The following schedule sets forth certain consolidated statement of operations data as a percentage of net revenue:
Three Months Ended | ||||||||
March 22, 2014 | March 23, 2013 | |||||||
Net revenue | 100.0 | % | 100.0 | % | ||||
Cost of products sold | 66.7 | % | 65.8 | % | ||||
Gross margin | 33.3 | % | 34.2 | % | ||||
Selling, administrative and general expenses | 21.3 | % | 22.9 | % | ||||
Amortization | 1.7 | % | 1.7 | % | ||||
Operating income | 10.3 | % | 9.6 | % |
11 |
Consolidated Revenue and Gross Margin
Revenues from the Sporting Goods business were up 9.7% for the first quarter of 2014 compared with the same quarter last year. The Company attributes sales increases to new product development, brand marketing and product expansion which have increased consumer demand for our products. Management expects continued growth in the Sporting Goods segment through the remainder of the year; although at a lower growth rate in certain categories than in prior years.
Revenues from the Information Security and Print Finishing business decreased 3.3% for the first quarter of 2014 compared with the same quarter last year. Excluding the effects of changes in the currency exchange rates, revenues decreased 3.1% for the quarter. Declines in revenues were expected as the Company consolidates product offerings and concentrates focus on profitable markets.
The overall gross margin ratio for the first quarter of 2014 was 33.3% compared to 34.2% for the same quarter last year. Gross margins in the Sporting Goods segment decreased to 32.5% for the first quarter of 2014 compared with 33.9% for the same quarter last year due mainly to product mix. Gross margins for the Information Security and Print Finishing segment increased to 36.9% for the first quarter of 2014 compared with 35.3% for the same quarter last year partially resulting from cost cutting measures enacted in the prior year.
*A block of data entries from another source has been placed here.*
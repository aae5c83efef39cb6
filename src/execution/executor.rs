use chrono::{Local, NaiveDate};
use std::collections::HashMap;
use std::sync::Arc;
use tokio::sync::Mutex;

use crate::api::BrokerGateway;
use crate::config::BotConfig;
use crate::error::BrokerError;
use crate::models::{Instrument, OrderRequest, Signal, TradeSide};
use crate::risk::DailyTradeCounter;

/// Order sizing and daily limits
#[derive(Debug, Clone, PartialEq)]
pub struct ExecutorSettings {
    pub trade_amount: f64,
    pub take_profit_pips: u32,
    pub stop_loss_pips: u32,
    pub max_trades_per_day: u32,
    pub demo: bool,
}

impl Default for ExecutorSettings {
    fn default() -> Self {
        Self::from(&BotConfig::default())
    }
}

impl From<&BotConfig> for ExecutorSettings {
    fn from(config: &BotConfig) -> Self {
        Self {
            trade_amount: config.trade_amount,
            take_profit_pips: config.take_profit_pips,
            stop_loss_pips: config.stop_loss_pips,
            max_trades_per_day: config.max_trades_per_day,
            demo: config.demo_mode,
        }
    }
}

#[derive(Debug, Clone, PartialEq)]
pub enum ExecutionAction {
    Place { side: TradeSide },
    Skip,
}

#[derive(Debug, Clone)]
pub struct ExecutionDecision {
    pub action: ExecutionAction,
    pub reason: String,
}

/// Absolute take-profit and stop-loss prices for an entry
pub fn protective_levels(
    side: TradeSide,
    price: f64,
    pip: f64,
    take_profit_pips: u32,
    stop_loss_pips: u32,
) -> (f64, f64) {
    let tp_offset = f64::from(take_profit_pips) * pip;
    let sl_offset = f64::from(stop_loss_pips) * pip;

    match side {
        TradeSide::Buy => (price + tp_offset, price - sl_offset),
        TradeSide::Sell => (price - tp_offset, price + sl_offset),
    }
}

#[derive(Debug, Default)]
struct ExecutorState {
    /// instrument -> broker order id; at most one per instrument
    active_trades: HashMap<String, String>,
    daily_trades: DailyTradeCounter,
}

/// Places orders for actionable signals and tracks them until the broker closes them.
///
/// All state lives behind one async mutex that stays held across broker calls,
/// so concurrent `execute`/`close`/`reconcile` calls serialize.
pub struct TradeExecutor {
    broker: Arc<dyn BrokerGateway>,
    settings: ExecutorSettings,
    state: Mutex<ExecutorState>,
}

impl TradeExecutor {
    pub fn new(broker: Arc<dyn BrokerGateway>, settings: ExecutorSettings) -> Self {
        Self {
            broker,
            settings,
            state: Mutex::new(ExecutorState::default()),
        }
    }

    pub fn settings(&self) -> &ExecutorSettings {
        &self.settings
    }

    /// Place orders for the strongest actionable signals within today's budget.
    ///
    /// # Returns
    /// Order ids accepted by the broker, strongest signal first
    pub async fn execute(&self, signals: &[Signal]) -> Vec<String> {
        self.execute_at(signals, Local::now().date_naive()).await
    }

    pub async fn execute_at(&self, signals: &[Signal], today: NaiveDate) -> Vec<String> {
        let mut state = self.state.lock().await;
        let max = self.settings.max_trades_per_day;

        let budget = state.daily_trades.remaining(today, max);
        if budget == 0 {
            tracing::info!(
                "Daily trade limit reached ({}/{}), not executing {} signal(s)",
                state.daily_trades.count_for(today),
                max,
                signals.len()
            );
            return Vec::new();
        }

        let mut ranked: Vec<&Signal> = signals.iter().collect();
        ranked.sort_by(|a, b| b.strength.total_cmp(&a.strength));

        let mut placed = Vec::new();

        for signal in ranked {
            if placed.len() as u32 >= budget {
                tracing::info!("Daily trade limit reached ({}/{})", max, max);
                break;
            }

            let decision = self.decide(signal, &state);
            let side = match decision.action {
                ExecutionAction::Place { side } => side,
                ExecutionAction::Skip => {
                    tracing::info!(instrument = %signal.instrument, "Skipping: {}", decision.reason);
                    continue;
                }
            };

            let request = self.order_request(signal, side);

            match self.broker.place_order(&request).await {
                Ok(Some(order_id)) => {
                    let count = state.daily_trades.increment(today);
                    tracing::info!(
                        instrument = %signal.instrument,
                        order_id = %order_id,
                        "✅ Placed {:?} order, amount {:.2}, TP {:?}, SL {:?} ({}/{} today)",
                        side,
                        request.amount,
                        request.take_profit,
                        request.stop_loss,
                        count,
                        max
                    );
                    state
                        .active_trades
                        .insert(signal.instrument.clone(), order_id.clone());
                    placed.push(order_id);
                }
                Ok(None) => {
                    tracing::warn!(
                        instrument = %signal.instrument,
                        "Broker accepted order without an id, not tracking it"
                    );
                }
                Err(e) => {
                    tracing::error!(instrument = %signal.instrument, "Order placement failed: {}", e);
                }
            }
        }

        placed
    }

    fn decide(&self, signal: &Signal, state: &ExecutorState) -> ExecutionDecision {
        let Some(side) = signal.direction.trade_side() else {
            return ExecutionDecision {
                action: ExecutionAction::Skip,
                reason: "Neutral signal".to_string(),
            };
        };

        if !signal.is_actionable() {
            return ExecutionDecision {
                action: ExecutionAction::Skip,
                reason: format!("Signal too weak ({:.2})", signal.strength),
            };
        }

        if let Some(order_id) = state.active_trades.get(&signal.instrument) {
            return ExecutionDecision {
                action: ExecutionAction::Skip,
                reason: format!("Already have active trade {}", order_id),
            };
        }

        ExecutionDecision {
            action: ExecutionAction::Place { side },
            reason: format!("{} signal with strength {:.2}", signal.direction, signal.strength),
        }
    }

    fn order_request(&self, signal: &Signal, side: TradeSide) -> OrderRequest {
        let instrument = Instrument::new(&signal.instrument);
        let (take_profit, stop_loss) = protective_levels(
            side,
            signal.price,
            instrument.pip_size(),
            self.settings.take_profit_pips,
            self.settings.stop_loss_pips,
        );

        OrderRequest {
            symbol: instrument.broker_symbol().to_string(),
            amount: self.settings.trade_amount,
            side,
            take_profit: Some(take_profit),
            stop_loss: Some(stop_loss),
            demo: self.settings.demo,
        }
    }

    /// Drop records for orders the broker reports as closed or cancelled.
    ///
    /// # Returns
    /// Number of records removed
    pub async fn reconcile(&self) -> usize {
        let mut state = self.state.lock().await;
        let tracked: Vec<(String, String)> = state
            .active_trades
            .iter()
            .map(|(instrument, order_id)| (instrument.clone(), order_id.clone()))
            .collect();

        let mut removed = 0;
        for (instrument, order_id) in tracked {
            match self.broker.order_status(&order_id).await {
                Ok(status) if status.is_terminal() => {
                    state.active_trades.remove(&instrument);
                    removed += 1;
                    tracing::info!(
                        instrument = %instrument,
                        order_id = %order_id,
                        profit = ?status.profit,
                        "Trade {:?} by broker",
                        status.status
                    );
                }
                Ok(status) => {
                    tracing::debug!(
                        instrument = %instrument,
                        order_id = %order_id,
                        "Order still {:?}",
                        status.status
                    );
                }
                Err(e) => {
                    tracing::error!(
                        instrument = %instrument,
                        order_id = %order_id,
                        "Failed to check order status: {}",
                        e
                    );
                }
            }
        }

        removed
    }

    /// Close one order and forget its record once the broker confirms.
    pub async fn close(&self, order_id: &str) -> Result<bool, BrokerError> {
        let mut state = self.state.lock().await;

        let closed = self.broker.close_order(order_id).await?;
        if closed {
            state.active_trades.retain(|_, id| id != order_id);
        }

        Ok(closed)
    }

    /// Close every active trade, continuing past failures.
    ///
    /// # Returns
    /// Number of trades the broker confirmed closed
    pub async fn close_all(&self) -> usize {
        let mut state = self.state.lock().await;
        let tracked: Vec<(String, String)> = state
            .active_trades
            .iter()
            .map(|(instrument, order_id)| (instrument.clone(), order_id.clone()))
            .collect();

        let mut closed = 0;
        for (instrument, order_id) in tracked {
            match self.broker.close_order(&order_id).await {
                Ok(true) => {
                    state.active_trades.remove(&instrument);
                    closed += 1;
                }
                Ok(false) => {
                    tracing::warn!(instrument = %instrument, order_id = %order_id, "Close declined");
                }
                Err(e) => {
                    tracing::error!(
                        instrument = %instrument,
                        order_id = %order_id,
                        "Failed to close trade: {}",
                        e
                    );
                }
            }
        }

        tracing::info!("Closed {} trade(s)", closed);
        closed
    }

    pub async fn reset_daily_counter_if_new_day(&self) {
        self.reset_daily_counter_at(Local::now().date_naive()).await;
    }

    /// Keep only `today` in the daily counter; idempotent
    pub async fn reset_daily_counter_at(&self, today: NaiveDate) {
        let mut state = self.state.lock().await;
        let before = state.daily_trades.days_tracked();
        state.daily_trades.reset_to(today);
        tracing::debug!(
            "Daily trade counter reset, {} stale day(s) dropped, {} trade(s) on {}",
            before.saturating_sub(1),
            state.daily_trades.count_for(today),
            today
        );
    }

    /// Snapshot of instrument -> order id
    pub async fn active_trades(&self) -> HashMap<String, String> {
        self.state.lock().await.active_trades.clone()
    }

    pub async fn trades_today(&self) -> u32 {
        self.trades_on(Local::now().date_naive()).await
    }

    pub async fn trades_on(&self, day: NaiveDate) -> u32 {
        self.state.lock().await.daily_trades.count_for(day)
    }
}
Consolidated Selling, General and Administrative Expenses
Consolidated selling, general and administrative (“SG&A”) costs decreased as a percent of net sales to 21.3% for the first quarter of 2014, which is lower than the 22.9% experienced in the same quarter last year. A portion of this decrease in expense relates to cost cutting measures implemented in the prior year the Information Security and Print Finishing segment. However, the Company will continue to focus on strategic investments in product development and brand marketing throughout the year.
Provision for Income Taxes
The effective tax rate for the first quarter of 2014 was 36.9% compared to 42.9% for the same quarter last year. The Company experienced a reduction in losses in certain foreign taxing jurisdictions in the first quarter of 2014 as compared to the first quarter of 2013. Losses in these foreign taxing jurisdictions do not offset gains in other foreign taxing jurisdictions which negatively affected the effective tax rate in the first quarter of 2013.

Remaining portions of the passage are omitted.